En aquella época mi hijo apenas tenía cuatro meses, por eso escribir sobre la experiencia que supone ser madre me pareció la mejor manera de demostrarme a mí misma que ningún obstáculo, por grande que pudiera parecerme, es insalvable. Su nacimiento fue rápido, tanto que casi ni me di cuenta de que estaba inmersa en todo un mundo de contracciones irrefrenables. Al contrario que el embarazo, aquel fue malo, peor que malo, pésimo e incluso peor, pero de eso ya no me acuerdo, ¡PUF!, se esfumó en cuanto sentí su mejilla junto a la mía… ¡y todavía faltaban los veinte puntos y las dieciséis grapas que me harán asegurarle dentro de unos años que sí, que digan lo que digan en el cole, él salió de la tripita de su mamá!

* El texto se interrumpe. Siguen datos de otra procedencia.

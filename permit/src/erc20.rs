//! ERC-20 payment authorizations over Permit2 `PermitTransferFrom`.
//!
//! The signature lets the beneficiary pull `amount` of the payment token from
//! the payer through the Permit2 contract. Nonce and deadline are fixed
//! functions of the inputs, so re-signing yields the same permit and a second
//! redemption is rejected on chain.

use rust_decimal::{Decimal, RoundingStrategy};
use serde::{Deserialize, Serialize};
use tracing::info;

use crate::eip712::{
    keccak256, typed_data_digest, u128_word, word_to_decimal, Address, Eip712Domain,
    StructEncoder, Word, MAX_WORD,
};
use crate::error::{PermitError, Result};
use crate::signer::{EthSigner, Signature};

/// Canonical Permit2 deployment, identical on every chain.
pub const PERMIT2_ADDRESS: &str = "0x000000000022D473030F116dDEE9F6B43aC78BA3";

const TOKEN_PERMISSIONS_TYPE: &str = "TokenPermissions(address token,uint256 amount)";
const PERMIT_TRANSFER_FROM_TYPE: &str = "PermitTransferFrom(TokenPermissions permitted,address spender,uint256 nonce,uint256 deadline)TokenPermissions(address token,uint256 amount)";

/// `keccak256(utf8("<userId>-<issueId>"))`.
pub fn permit_nonce(user_id: u64, issue_id: u64) -> Word {
    keccak256(format!("{user_id}-{issue_id}"))
}

/// Convert a human amount into base units, truncating excess precision.
pub fn to_base_units(amount: Decimal, decimals: u32) -> Result<u128> {
    if amount.is_sign_negative() && !amount.is_zero() {
        return Err(PermitError::InvalidAmount(format!("{amount} is negative")));
    }

    let truncated = amount.round_dp_with_strategy(decimals, RoundingStrategy::ToZero);
    let mantissa = u128::try_from(truncated.mantissa())
        .map_err(|_| PermitError::InvalidAmount(amount.to_string()))?;
    let shift = decimals - truncated.scale();

    10u128
        .checked_pow(shift)
        .and_then(|factor| mantissa.checked_mul(factor))
        .ok_or_else(|| PermitError::InvalidAmount(format!("{amount} overflows uint256")))
}

/// A signed Permit2 payment for one contributor.
#[derive(Debug, Clone, PartialEq, Serialize)]
#[serde(rename_all = "camelCase")]
pub struct PaymentAuthorization {
    pub beneficiary: Address,
    /// Amount in token units
    pub amount: Decimal,
    pub token: Address,
    /// Amount in base units, decimal string
    pub base_amount: String,
    /// Decimal string of the nonce word
    pub nonce: String,
    /// Decimal string of the deadline word
    pub deadline: String,
    pub signature: Signature,
    pub network_id: u64,
    /// Payer address (the signing key's account)
    pub owner: Address,
}

impl PaymentAuthorization {
    /// The shape consumed by the claim page and `permitTransferFrom`.
    pub fn transaction_data(&self) -> PermitTransactionData {
        PermitTransactionData {
            permit: PermitData {
                permitted: TokenPermissions {
                    token: self.token,
                    amount: self.base_amount.clone(),
                },
                nonce: self.nonce.clone(),
                deadline: self.deadline.clone(),
            },
            transfer_details: TransferDetails {
                to: self.beneficiary,
                requested_amount: self.base_amount.clone(),
            },
            owner: self.owner,
            signature: self.signature.to_string(),
            network_id: self.network_id,
        }
    }
}

#[derive(Debug, Clone, PartialEq, Eq, Serialize, Deserialize)]
#[serde(rename_all = "camelCase")]
pub struct PermitTransactionData {
    pub permit: PermitData,
    pub transfer_details: TransferDetails,
    pub owner: Address,
    pub signature: String,
    pub network_id: u64,
}

#[derive(Debug, Clone, PartialEq, Eq, Serialize, Deserialize)]
pub struct PermitData {
    pub permitted: TokenPermissions,
    pub nonce: String,
    pub deadline: String,
}

#[derive(Debug, Clone, PartialEq, Eq, Serialize, Deserialize)]
pub struct TokenPermissions {
    pub token: Address,
    pub amount: String,
}

#[derive(Debug, Clone, PartialEq, Eq, Serialize, Deserialize)]
#[serde(rename_all = "camelCase")]
pub struct TransferDetails {
    pub to: Address,
    pub requested_amount: String,
}

/// Signs Permit2 transfers of one token on one network.
#[derive(Debug, Clone)]
pub struct Erc20Permit {
    domain: Eip712Domain,
    token: Address,
    decimals: u32,
}

impl Erc20Permit {
    pub fn new(network_id: u64, token: Address, permit2: Address, decimals: u32) -> Self {
        Self {
            domain: Eip712Domain {
                name: "Permit2".to_string(),
                version: None,
                chain_id: network_id,
                verifying_contract: permit2,
            },
            token,
            decimals,
        }
    }

    pub fn network_id(&self) -> u64 {
        self.domain.chain_id
    }

    /// `amount` in this token's base units.
    pub fn base_units(&self, amount: Decimal) -> Result<u128> {
        to_base_units(amount, self.decimals)
    }

    /// EIP-712 digest of a `PermitTransferFrom`.
    pub fn digest(&self, spender: &Address, amount: u128, nonce: &Word, deadline: &Word) -> Word {
        let permitted = StructEncoder::new(TOKEN_PERMISSIONS_TYPE)
            .address(&self.token)
            .word(u128_word(amount))
            .finish();

        let permit = StructEncoder::new(PERMIT_TRANSFER_FROM_TYPE)
            .word(permitted)
            .address(spender)
            .word(*nonce)
            .word(*deadline)
            .finish();

        typed_data_digest(&self.domain, &permit)
    }

    /// Sign a payment of `amount` token units to `beneficiary`.
    pub fn sign(
        &self,
        signer: &EthSigner,
        beneficiary: Address,
        amount: Decimal,
        user_id: u64,
        issue_id: u64,
    ) -> Result<PaymentAuthorization> {
        let base_amount = self.base_units(amount)?;
        if base_amount == 0 {
            return Err(PermitError::InvalidAmount(format!(
                "{amount} is below the token's smallest unit"
            )));
        }
        let nonce = permit_nonce(user_id, issue_id);
        let deadline = MAX_WORD;

        let digest = self.digest(&beneficiary, base_amount, &nonce, &deadline);
        let signature = signer.sign_digest(&digest)?;

        info!(
            user_id,
            issue_id,
            beneficiary = %beneficiary,
            %amount,
            network_id = self.domain.chain_id,
            "Generated Permit2 payment authorization"
        );

        Ok(PaymentAuthorization {
            beneficiary,
            amount,
            token: self.token,
            base_amount: base_amount.to_string(),
            nonce: word_to_decimal(&nonce),
            deadline: word_to_decimal(&deadline),
            signature,
            network_id: self.domain.chain_id,
            owner: signer.address(),
        })
    }
}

La organización aseguró que en esa convocatoria habíamos sido mil seiscientas las participantes. ¡Mil seiscientas! En ningún momento albergué la esperanza siquiera de ser finalista, de todos modos mi intención nunca fue ganar solo atreverme a participar, pero como la vida a veces es maravillosamente imprevisible, pese a no tratar el tema con el empalague que se esperaba, gané... el tercer premio, más de lo imaginado.
El martes doce de abril de
dos mil once lo recuerdo con especial cariño, por la experiencia en general y
por la compañía en particular, porque hubo una persona pendiente de mí durante
todo el día que consiguió que me sintiera muy a gusto pese al trance de la
jornada. Por circunstancias no mantenemos el contacto, en ocasiones las
personas caminamos a diferente paso y ya sabes que esta que escribe no está
hecha para correr, pero saber de su existencia me sigue resultando, desde el
afecto, de incalculable valor. Gracias a ese repentino arrojo, aquel día será
una fecha más para recordar, con una sonrisa traviesa, el resto de mi vida.